Decidimos vincular o lançamento a um importante acontecimento da empresa: que era divulgar o planejamento estratégico do ano. Todos os diretores e gerentes visitaram todas as unidades e lojas da empresa, em todo o país, para apresentar as metas do ano, principais projetos e, claro, também o Workplace!
Assim, durante a apresentação, os colaboradores puderam baixar os aplicativos e postar instantaneamente o evento. Foi um sucesso absoluto.
Mas como foi o planejamento?
Em dois dias, lançamos a ferramenta para os líderes: criamos os grupos oficiais, fizemos postagens e orientamos que eles tinham uma missão especial - a de apoiar o lançamento e fazer postagens durante a visita nas lojas (inclusive, fizemos algumas ideias de postagens que eles poderiam usar).

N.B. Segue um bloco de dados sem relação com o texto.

//! Pass-band width around the peak of a trace.

use crate::domain::{BandwidthResult, Trace};
use crate::error::{AnalysisError, BandEdge};

/// Index of the sample nearest `value` (first one on ties).
pub fn find_nearest(values: &[f64], value: f64) -> Option<usize> {
    let mut best: Option<(usize, f64)> = None;
    for (i, &v) in values.iter().enumerate() {
        let d = (v - value).abs();
        match best {
            Some((_, bd)) if d >= bd => {}
            _ => best = Some((i, d)),
        }
    }
    best.map(|(i, _)| i)
}

/// Width of the region within `threshold` dB of the peak.
///
/// Edges are the first out-of-band samples on each side of the peak, so the
/// reported width spans from just outside the band to just outside the band.
pub fn bandwidth(trace: &Trace, threshold: f64) -> Result<BandwidthResult, AnalysisError> {
    if !(threshold.is_finite() && threshold >= 0.0) {
        return Err(AnalysisError::InvalidParameter(format!(
            "bandwidth threshold must be a non-negative number of dB, got {threshold}"
        )));
    }

    trace.check_shape()?;

    let power = &trace.power;
    let peak = power.iter().copied().fold(f64::NEG_INFINITY, f64::max);
    let center = find_nearest(power, peak).ok_or(AnalysisError::InsufficientData {
        needed: 1,
        got: 0,
        context: "bandwidth",
    })?;

    let floor = peak - threshold;
    let in_band = |i: usize| power[i] > floor;

    let mut left = center;
    while in_band(left) {
        if left == 0 {
            return Err(AnalysisError::BandOutOfRange { edge: BandEdge::Left });
        }
        left -= 1;
    }

    let mut right = center;
    while in_band(right) {
        if right + 1 == power.len() {
            return Err(AnalysisError::BandOutOfRange { edge: BandEdge::Right });
        }
        right += 1;
    }

    let wl = &trace.wavelength;
    Ok(BandwidthResult {
        bandwidth: wl[right] - wl[left],
        central_wavelength: (wl[right] + wl[left]) / 2.0,
    })
}

#[cfg(test)]
mod tests {
    use super::*;
    use crate::domain::DEFAULT_BANDWIDTH_THRESHOLD;

    const DX: f64 = 0.02;

    fn gaussian_db(center: f64, fwhm_3db: f64) -> Trace {
        // In dB a Gaussian is a parabola: p(λ) = -k (λ - c)^2, with the 3 dB
        // points at c ± fwhm/2.
        let k = 3.0 / (fwhm_3db / 2.0).powi(2);
        let wl: Vec<f64> = (0..2001).map(|i| 1530.0 + DX * i as f64).collect();
        let power = wl.iter().map(|&w| -2.0 - k * (w - center).powi(2)).collect();
        Trace::new(wl, power).unwrap()
    }

    #[test]
    fn recovers_width_and_center_of_synthetic_peak() {
        let trace = gaussian_db(1550.0, 12.0);
        let out = bandwidth(&trace, DEFAULT_BANDWIDTH_THRESHOLD).unwrap();

        // Each edge is the first sample outside the band: at most one spacing
        // past the true crossing on either side.
        assert!(out.bandwidth >= 12.0 - 1e-9, "{}", out.bandwidth);
        assert!(out.bandwidth <= 12.0 + 2.0 * DX + 1e-9, "{}", out.bandwidth);
        assert!((out.central_wavelength - 1550.0).abs() <= DX, "{}", out.central_wavelength);
    }

    #[test]
    fn zero_threshold_collapses_to_the_peak() {
        let trace = gaussian_db(1551.0, 6.0);
        let out = bandwidth(&trace, 0.0).unwrap();
        assert_eq!(out.bandwidth, 0.0);
        assert!((out.central_wavelength - 1551.0).abs() < 1e-9);
    }

    #[test]
    fn monotonic_trace_runs_off_the_right_edge() {
        let wl: Vec<f64> = (0..50).map(|i| 1500.0 + i as f64).collect();
        let power: Vec<f64> = (0..50).map(|i| -40.0 + 0.5 * i as f64).collect();
        let trace = Trace::new(wl, power).unwrap();
        let err = bandwidth(&trace, DEFAULT_BANDWIDTH_THRESHOLD).unwrap_err();
        assert_eq!(err, AnalysisError::BandOutOfRange { edge: BandEdge::Right });
    }

    #[test]
    fn falling_trace_runs_off_the_left_edge() {
        let wl: Vec<f64> = (0..50).map(|i| 1500.0 + i as f64).collect();
        let power: Vec<f64> = (0..50).map(|i| -0.5 * i as f64).collect();
        let trace = Trace::new(wl, power).unwrap();
        let err = bandwidth(&trace, DEFAULT_BANDWIDTH_THRESHOLD).unwrap_err();
        assert_eq!(err, AnalysisError::BandOutOfRange { edge: BandEdge::Left });
    }

    #[test]
    fn empty_trace_is_insufficient() {
        let trace = Trace::new(vec![], vec![]).unwrap();
        assert!(matches!(
            bandwidth(&trace, 3.0),
            Err(AnalysisError::InsufficientData { .. })
        ));
    }

    #[test]
    fn negative_threshold_is_invalid() {
        let trace = gaussian_db(1550.0, 12.0);
        assert!(matches!(bandwidth(&trace, -1.0), Err(AnalysisError::InvalidParameter(_))));
    }

    #[test]
    fn ragged_trace_is_shape_mismatch() {
        let trace = Trace {
            wavelength: vec![1549.0, 1550.0, 1551.0],
            power: vec![-9.0, -4.0, 0.0, -4.0, -9.0],
        };
        assert_eq!(
            bandwidth(&trace, 3.0).unwrap_err(),
            AnalysisError::ShapeMismatch {
                expected: 3,
                got: 5,
                context: "trace power vs wavelength",
            }
        );
    }

    #[test]
    fn nearest_prefers_first_match() {
        assert_eq!(find_nearest(&[1.0, 3.0, 3.0], 3.0), Some(1));
        assert_eq!(find_nearest(&[], 3.0), None);
    }
}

No dia seguinte, a plataforma foi divulgada para todos os 10 mil colaboradores, de uma só vez. Ter criado um grupo em que todos poderiam postar, foi fundamental para gerar confiança e credibilidade.
Dessa forma, durante a visita da liderança, reforçamos nosso posicionamento interno e trouxemos o protagonismo das pessoas.
Nas semanas seguintes, sentimos como as pessoas se comportavam na rede, ou seja, quais eram as principais dúvidas, o que funcionava e o que não funcionava. E assim, criamos ações específicas. E foram tantas: campanha de incentivo, transmissão ao vivo (quando não era uma prática), reconhecimentos e muito mais.
Fomos aprendendo no dia a dia, monitorando as métricas, transformando a cultura (e muitas vezes, conversando pessoalmente com os líderes), pensando na automação, criando governança e planejando diariamente cada campanha e repensando canais.
Nesta minha jornada, em 3 anos, junto com meu time, ganhamos 5 premiações do Workplace Awards (que nem tinha este nome ainda), em que, com muito orgulho, eu fui reconhecida com o primeiro Chief Workplace Officer. Um reconhecimento que marcou minha história profissional.
O maior aprendizado que tive: alinhar comunicação interna com a estratégia da empresa faz toda a diferença! Uma rede social interna é de toda a companhia (todas as áreas devem ter voz), ter governança e um plano estratégico é primordial e a área de CI muda completamente seu papel, passando a ser mais consultiva e estratégica.